Analysis of added mass in cavitating flow

• Published in: Journal of fluids and structures Vol. 31; pp. 30 - 48
• Main Authors: Benaouicha, Mustapha, Astolfi, Jacques-André
• Format: Journal Article
• Language: English
• Published: Kidlington Elsevier Ltd 01.05.2012; Elsevier; ELSEVIER
• Subjects: Added mass; Cavitation; Cavitation induced vibrations; Computational fluid dynamics; Computational methods in fluid dynamics; Damping; Density; Engineering Sciences; Exact sciences and technology; Fluid dynamics; Fluid flow; Fluids; Fluids mechanics; Fluid–structure interaction; Fundamental areas of phenomenology (including applications); Mathematical models; Mechanics; Nonhomogeneous flows; Operators; Physics; Solid mechanics; Structural and continuum mechanics; Structural mechanics; Vibration, mechanical wave, dynamic stability (aeroelasticity, vibration control...); Fluid–structure interaction; Added mass; Cavitation induced vibrations; Laplace equations; Fluid-structure interactions; Unsteady flow; Eigenfrequency; Density distribution; Cavitating flow; Cavitation; Fluid-structure interaction; Vibrations; Space-time; Vibration damping; Non viscous fluid; Modelling; Turbulence structure
• ISSN: 0889-9746; 1095-8622
• DOI: 10.1016/j.jfluidstructs.2012.03.003

The paper addresses a theoretical study of the added mass effect in cavitating flow.
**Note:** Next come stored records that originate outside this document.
//! Processor registry
//!
//! Maps codec selector ids to factories. The ids follow the codec menu a
//! host presents: 0 is no codec, 2 is held for iLBC and has no processor.

use crate::config::EngineConfig;
use crate::processors::CodecProcessor;
use std::collections::HashMap;
use tracing::{debug, warn};

/// Builds a fresh, unprepared processor
pub type ProcessorFactory = fn(&EngineConfig) -> Box<dyn CodecProcessor>;

/// No codec, the slot passes audio through
pub const SELECTOR_NONE: u32 = 0;
/// GSM 06.10 full rate
pub const SELECTOR_GSM: u32 = 1;
/// iLBC, reserved
pub const SELECTOR_ILBC: u32 = 2;
/// G.711 μ-law
pub const SELECTOR_MU_LAW: u32 = 3;
/// G.711 A-law
pub const SELECTOR_A_LAW: u32 = 4;
/// Dialogic VOX ADPCM
pub const SELECTOR_VOX: u32 = 5;

/// Registry entry
#[derive(Debug, Clone, Copy)]
pub struct ProcessorEntry {
    /// Selector id
    pub id: u32,
    /// Display name
    pub name: &'static str,
    /// Factory
    pub factory: ProcessorFactory,
}

/// Selector id to processor factory table
#[derive(Debug, Clone)]
pub struct ProcessorRegistry {
    entries: HashMap<u32, ProcessorEntry>,
}

impl ProcessorRegistry {
    /// Create an empty registry
    pub fn new() -> Self {
        Self {
            entries: HashMap::new(),
        }
    }

    /// Create a registry holding every processor compiled into this build
    pub fn with_defaults() -> Self {
        let mut registry = Self::new();
        registry.register_builtin();
        registry
    }

    fn register_builtin(&mut self) {
        #[cfg(feature = "gsm")]
        self.register(SELECTOR_GSM, "GSM 06.10", |config| {
            Box::new(crate::processors::GsmProcessor::new(config))
        });

        #[cfg(feature = "g711")]
        {
            self.register(SELECTOR_MU_LAW, "Mu-Law", |config| {
                Box::new(crate::processors::CompanderProcessor::mu_law(config))
            });
            self.register(SELECTOR_A_LAW, "A-Law", |config| {
                Box::new(crate::processors::CompanderProcessor::a_law(config))
            });
        }

        #[cfg(feature = "vox")]
        self.register(SELECTOR_VOX, "VOX", |config| {
            Box::new(crate::processors::VoxProcessor::new(config))
        });
    }

    /// Register a factory, returning the entry it replaces
    ///
    /// Id 0 always means no codec and cannot be registered.
    pub fn register(&mut self, id: u32, name: &'static str, factory: ProcessorFactory) -> Option<ProcessorEntry> {
        if id == SELECTOR_NONE {
            warn!("Ignoring registration of '{}' under the reserved 'none' selector", name);
            return None;
        }
        debug!("Registering processor '{}' as selector {}", name, id);
        self.entries.insert(id, ProcessorEntry { id, name, factory })
    }

    /// Remove a factory
    pub fn unregister(&mut self, id: u32) -> Option<ProcessorEntry> {
        self.entries.remove(&id)
    }

    /// Build a processor for a selector
    ///
    /// Returns `None` for the 'none' selector, for reserved ids and for ids
    /// nothing is registered under. The slot then passes audio through.
    pub fn create(&self, id: u32, config: &EngineConfig) -> Option<Box<dyn CodecProcessor>> {
        match self.entries.get(&id) {
            Some(entry) => Some((entry.factory)(config)),
            None => {
                match id {
                    SELECTOR_NONE => {}
                    SELECTOR_ILBC => debug!("Selector {} (iLBC) is reserved, passing audio through", id),
                    _ => warn!("Unknown codec selector {}, passing audio through", id),
                }
                None
            }
        }
    }

    /// Whether a selector builds a processor
    pub fn contains(&self, id: u32) -> bool {
        self.entries.contains_key(&id)
    }

    /// Display name of a selector
    pub fn name(&self, id: u32) -> Option<&'static str> {
        match id {
            SELECTOR_NONE => Some("None"),
            _ => self.entries.get(&id).map(|entry| entry.name),
        }
    }

    /// Registered selector ids in ascending order
    pub fn ids(&self) -> Vec<u32> {
        let mut ids: Vec<u32> = self.entries.keys().copied().collect();
        ids.sort_unstable();
        ids
    }

    /// Number of registered processors
    pub fn len(&self) -> usize {
        self.entries.len()
    }

    /// Whether nothing is registered
    pub fn is_empty(&self) -> bool {
        self.entries.is_empty()
    }
}

impl Default for ProcessorRegistry {
    fn default() -> Self {
        Self::with_defaults()
    }
}
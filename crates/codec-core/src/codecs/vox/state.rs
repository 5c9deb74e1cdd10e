//! VOX State Management
//!
//! One `VoxState` exists per direction and per channel. The encoder keeps its
//! own copy of the decoder state so that both sides follow the same
//! trajectory for the same nibble stream.

use super::tables::{MAX_STEP_INDEX, VOX_STEP_TABLE};

/// Lowest predictor value (signed 12-bit)
pub const PREDICTOR_MIN: i16 = -2048;

/// Highest predictor value (signed 12-bit)
pub const PREDICTOR_MAX: i16 = 2047;

/// Adaptive predictor state for one coding direction
#[derive(Debug, Clone, Copy, PartialEq, Eq, Default)]
pub struct VoxState {
    /// Last reconstructed sample in the 12-bit domain
    pub predictor: i16,
    /// Index into [`VOX_STEP_TABLE`]
    pub step_index: u8,
}

impl VoxState {
    /// Create a state at rest
    pub fn new() -> Self {
        Self::default()
    }

    /// Return to the power-on state
    pub fn reset(&mut self) {
        self.predictor = 0;
        self.step_index = 0;
    }

    /// Quantizer step size for the current step index
    #[inline]
    pub fn step_size(&self) -> i16 {
        VOX_STEP_TABLE[usize::from(self.step_index.min(MAX_STEP_INDEX))]
    }
}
The cavitation is considered to induce a strong time–space variation of the fluid density at the interface between an inviscid fluid and a three-degree-of-freedom rigid section. The coupled problem is then simplified to a Laplace equation written for the pressure with a boundary condition at the fluid–structure interface depending on the acceleration, the velocity of the structure and on the rate of change of flow density. It is shown that contrary to the homogeneous flow, the added mass operator is not symmetrical and depends on the flow through fluid density variation. The added mass coefficients decrease as the cavitation increases which should induce an increase of the natural structural frequencies. The model shows also an added damping operator related to the rate of change of flow density. Added damping coefficients are found to be positive or negative according to the rate of change of the fluid density, indicating the possibility of instability development between flexible structures and unsteady cavitating flows.